Hong Kong arrests 53 activists under national security law

Mass arrests the largest since new law came into effect last year

Pro-democratic party members shout slogans in response to the mass arrests during a press conference in Hong Kong Wednesday, Jan. 6, 2021. About 50 Hong Kong pro-democracy figures were arrested by police on Wednesday under a national security law, following their involvement in an unofficial primary election last year held to increase their chances of controlling the legislature, according to local media reports. (AP Photo/Vincent Yu)
Powered by automated translation

Hong Kong police arrested 53 former lawmakers and activists on Wednesday. Authorities accused them of breaching a new national security law by participating in unofficial election primaries for the territory's legislature last year.

The mass arrests were the largest since the law was imposed by Beijing last June.

“The operation today targets the active elements who are suspected to be involved in the crime of overthrowing, or interfering [and] seriously destroy the Hong Kong government’s legal execution of duties,” said John Lee, Hong Kong’s security minister, in a news conference.

He said those arrested were suspected of trying to paralyse the government, via their plans to gain a majority of the seats in the legislature, to create a situation in which the chief executive had to resign and the government would stop functioning.

In a video released by former lawmaker Lam Cheuk-ting on his Facebook page, police turned up at his house and told him he was “suspected of violating the national security law, subverting state power.”

The legislative election that would have followed the unofficial primaries was postponed by a year, by Hong Kong Chief Executive Carrie Lam, who cited public health risks during the coronavirus pandemic.

Mr Lee said the police would not target those who had voted in the unofficial primaries, which were held in July last year and attracted more than 600,000 voters, even though pro-Beijing lawmakers and politicians had warned the event could breach the security law.

All of the pro-democracy candidates in the unofficial primaries were arrested, according to tallies of the arrests being reported by the South China Morning Post, online platform Now News and political groups.

At least seven members of Hong Kong’s Democratic Party — the city’s largest opposition party — were arrested, including former party chairman Wu Chi-wai.

Benny Tai, a key figure in Hong Kong’s 2014 Occupy Central protests and a former law professor, was also arrested, reports said. Mr Tai was one of the main organisers of the primaries.

The home of Joshua Wong, a prominent pro-democracy activist who is serving a 13 1/2-month prison sentence for organising and participating in an unauthorised protest last year, was also raided, according to a tweet posted from Wong’s account.

American human rights lawyer John Clancey was also arrested on Wednesday. Mr Clancey was the treasurer of political group Power for Democracy, which was involved in the unofficial primaries.

Police also went to the headquarters of Stand News, a prominent pro-democracy online news site in Hong Kong, with a court order to hand over documents to assist in an investigation related to the national security law, according to a live streamed video by Stand News. No arrests were made.

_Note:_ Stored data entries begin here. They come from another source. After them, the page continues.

mod h2;
mod interface;
mod mysql;
mod postgres;
mod sqlserver;

use std::sync::Arc;

pub use h2::*;
pub use interface::*;
pub use mysql::*;
pub use postgres::*;
pub use sqlserver::*;

use crate::error::{Error, Result};

/// Resolves a built-in dialect by name (`h2`, `postgresql`, `mysql`,
/// `sqlserver`).
///
/// # Errors
///
/// Returns [`Error::Mapping`] for unknown names.
pub fn dialect_for_name(name: &str) -> Result<Arc<dyn Dialect>> {
    let dialect: Arc<dyn Dialect> = match name.trim().to_ascii_lowercase().as_str() {
        "h2" => Arc::new(H2Dialect),
        "postgres" | "postgresql" | "pg" => Arc::new(PostgreSqlDialect),
        "mysql" => Arc::new(MySqlDialect),
        "sqlserver" | "mssql" => Arc::new(SqlServerDialect),
        other => return Err(Error::mapping(format!("unknown dialect [{other}]"))),
    };
    Ok(dialect)
}
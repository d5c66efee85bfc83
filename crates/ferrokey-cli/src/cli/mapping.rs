//! Entity mappings read from the JSON mapping file.
//!
//! ```json
//! [
//!   {
//!     "entity": "Order",
//!     "table": "orders",
//!     "identifier_column": "id",
//!     "identifier_type": "long",
//!     "strategy": "hilo",
//!     "params": { "max_lo": 100 },
//!     "properties": ["code"],
//!     "natural_id": ["code"]
//!   }
//! ]
//! ```

use std::collections::BTreeMap;

use anyhow::Context;
use ferrokey::{
    EntityDescriptor, IdentifierType, Properties, PropertyDescriptor, params as keys,
};
use serde::{Deserialize, Deserializer};

/// One mapped entity and the strategy generating its identifiers.
#[derive(Clone, Debug, Deserialize)]
#[serde(deny_unknown_fields)]
pub struct EntityMapping {
    pub entity: String,
    pub table: String,
    #[serde(default = "default_identifier_column")]
    pub identifier_column: String,
    #[serde(
        default = "default_identifier_type",
        deserialize_with = "identifier_type"
    )]
    pub identifier_type: IdentifierType,
    pub strategy: String,
    #[serde(default)]
    pub params: BTreeMap<String, ParamValue>,
    #[serde(default)]
    pub properties: Vec<String>,
    #[serde(default)]
    pub natural_id: Vec<String>,
}

/// A generator parameter as written in JSON. Generators only see strings.
#[derive(Clone, Debug, PartialEq, Eq, Deserialize)]
#[serde(untagged)]
pub enum ParamValue {
    Text(String),
    Integer(i64),
    Bool(bool),
}

impl ParamValue {
    fn into_param(self) -> String {
        match self {
            Self::Text(s) => s,
            Self::Integer(v) => v.to_string(),
            Self::Bool(v) => v.to_string(),
        }
    }
}

fn default_identifier_column() -> String {
    "id".to_owned()
}

fn default_identifier_type() -> IdentifierType {
    IdentifierType::Long
}

fn identifier_type<'de, D>(deserializer: D) -> Result<IdentifierType, D::Error>
where
    D: Deserializer<'de>,
{
    let raw = String::deserialize(deserializer)?;
    raw.parse().map_err(serde::de::Error::custom)
}

impl EntityMapping {
    /// Generator parameters: the mapping's own plus the entity defaults a
    /// mapping layer would supply.
    pub fn generator_params(&self) -> Properties {
        let defaults = Properties::new()
            .with(keys::ENTITY_NAME, self.entity.as_str())
            .with(keys::TARGET_TABLE, self.table.as_str())
            .with(keys::TARGET_COLUMN, self.identifier_column.as_str());
        let own: Properties = self
            .params
            .iter()
            .map(|(k, v)| (k.clone(), v.clone().into_param()))
            .collect();
        defaults.merged(&own)
    }

    /// The persister describing the entity table.
    pub fn descriptor(&self) -> anyhow::Result<EntityDescriptor> {
        let descriptor = self.properties.iter().fold(
            EntityDescriptor::new(
                self.entity.as_str(),
                self.table.as_str(),
                self.identifier_column.as_str(),
                self.identifier_type,
            ),
            |descriptor, name| descriptor.with_property(PropertyDescriptor::new(name.as_str())),
        );
        if self.natural_id.is_empty() {
            return Ok(descriptor);
        }
        descriptor
            .with_natural_id(&self.natural_id)
            .with_context(|| format!("invalid natural id for [{}]", self.entity))
    }
}

/// Parses the mapping file contents.
pub fn parse_mappings(json: &str) -> anyhow::Result<Vec<EntityMapping>> {
    let mappings: Vec<EntityMapping> =
        serde_json::from_str(json).context("malformed mapping file")?;
    let mut seen = std::collections::HashSet::new();
    for mapping in &mappings {
        if !seen.insert(mapping.entity.as_str()) {
            anyhow::bail!("entity [{}] is mapped more than once", mapping.entity);
        }
    }
    Ok(mappings)
}
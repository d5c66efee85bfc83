use core::fmt;

use crate::value::IdentifierValue;

/// The value of a multi-property identifier, keyed by property name in
/// injection order.
#[derive(Clone, Debug, Default, PartialEq, Eq, Hash)]
#[cfg_attr(feature = "serde", derive(serde::Serialize, serde::Deserialize))]
#[cfg_attr(feature = "serde", serde(transparent))]
pub struct CompositeIdentifier {
    parts: Vec<(String, IdentifierValue)>,
}

impl CompositeIdentifier {
    pub fn new() -> Self {
        Self::default()
    }

    /// Sets a part, replacing any existing value for `property` in place.
    pub fn set(&mut self, property: impl Into<String>, value: IdentifierValue) {
        let property = property.into();
        match self.parts.iter_mut().find(|(name, _)| *name == property) {
            Some((_, slot)) => *slot = value,
            None => self.parts.push((property, value)),
        }
    }

    pub fn get(&self, property: &str) -> Option<&IdentifierValue> {
        self.parts
            .iter()
            .find(|(name, _)| name == property)
            .map(|(_, value)| value)
    }

    pub fn len(&self) -> usize {
        self.parts.len()
    }

    pub fn is_empty(&self) -> bool {
        self.parts.is_empty()
    }

    pub fn iter(&self) -> impl Iterator<Item = (&str, &IdentifierValue)> {
        self.parts.iter().map(|(name, value)| (name.as_str(), value))
    }
}

impl fmt::Display for CompositeIdentifier {
    fn fmt(&self, f: &mut fmt::Formatter<'_>) -> fmt::Result {
        f.write_str("{")?;
        for (i, (name, value)) in self.parts.iter().enumerate() {
            if i > 0 {
                f.write_str(", ")?;
            }
            write!(f, "{name}={value}")?;
        }
        f.write_str("}")
    }
}
mod holder;
#[cfg(test)]
mod tests;

pub use holder::*;
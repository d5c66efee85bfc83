mod optimizer;
mod table;
#[cfg(test)]
mod tests;

pub use optimizer::*;
pub use table::*;
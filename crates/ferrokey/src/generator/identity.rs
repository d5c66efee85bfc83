use std::sync::Arc;

use crate::{
    dialect::Dialect,
    error::Result,
    generator::{GenerationOutcome, IdentifierGenerator, PostInsertIdentifierGenerator},
    insert::{InsertGeneratedIdentifierDelegate, PostInsertIdentityPersister},
    jdbc::{Entity, Session},
};

/// The `identity` strategy: the key comes from a database identity column.
#[derive(Debug, Default)]
pub struct IdentityGenerator;

impl IdentityGenerator {
    pub fn new() -> Self {
        Self
    }
}

impl IdentifierGenerator for IdentityGenerator {
    fn generate(&self, _session: &dyn Session, _entity: &dyn Entity) -> Result<GenerationOutcome> {
        Ok(GenerationOutcome::DeferToInsert)
    }

    fn as_post_insert(&self) -> Option<&dyn PostInsertIdentifierGenerator> {
        Some(self)
    }
}

impl PostInsertIdentifierGenerator for IdentityGenerator {
    fn insert_generated_identifier_delegate(
        &self,
        persister: &dyn PostInsertIdentityPersister,
        dialect: Arc<dyn Dialect>,
        get_generated_keys_enabled: bool,
    ) -> Result<InsertGeneratedIdentifierDelegate> {
        InsertGeneratedIdentifierDelegate::for_identity(
            persister,
            dialect,
            get_generated_keys_enabled,
        )
    }
}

In recent months, Hong Kong has jailed several activists including Wong and Agnes Chow for their involvement in antigovernment protests, and others have been charged under the national security law including media tycoon and outspoken pro-democracy activist Jimmy Lai.

The security law criminalises acts of subversion, secession, terrorism and collusion with foreign powers to intervene in the city’s affairs. Serious offenders could face up a maximum punishment of life imprisonment.

Hong Kong leader Carrie Lam had said at the time of the unofficial primaries last year that, if their aim was resisting every policy initiative by the Hong Kong government, the election may fall under subverting state power, an offence under the national security law.

Beijing had also called the primaries illegal and a “serious provocation” of Hong Kong’s electoral system.

Following the handover of Hong Kong to China by the British in 1997, the semi-autonomous Chinese city has operated on a “one country, two systems” framework that affords it freedoms not found on the mainland.

In recent years, Beijing has asserted more control over the city, drawing criticism that it was breaking its promise of Hong Kong maintaining separate civil rights and political systems for 50 years from the handover.

The sweeping arrests drew condemnation from Anthony Blinken, tapped to be US secretary of state by the incoming Biden administration.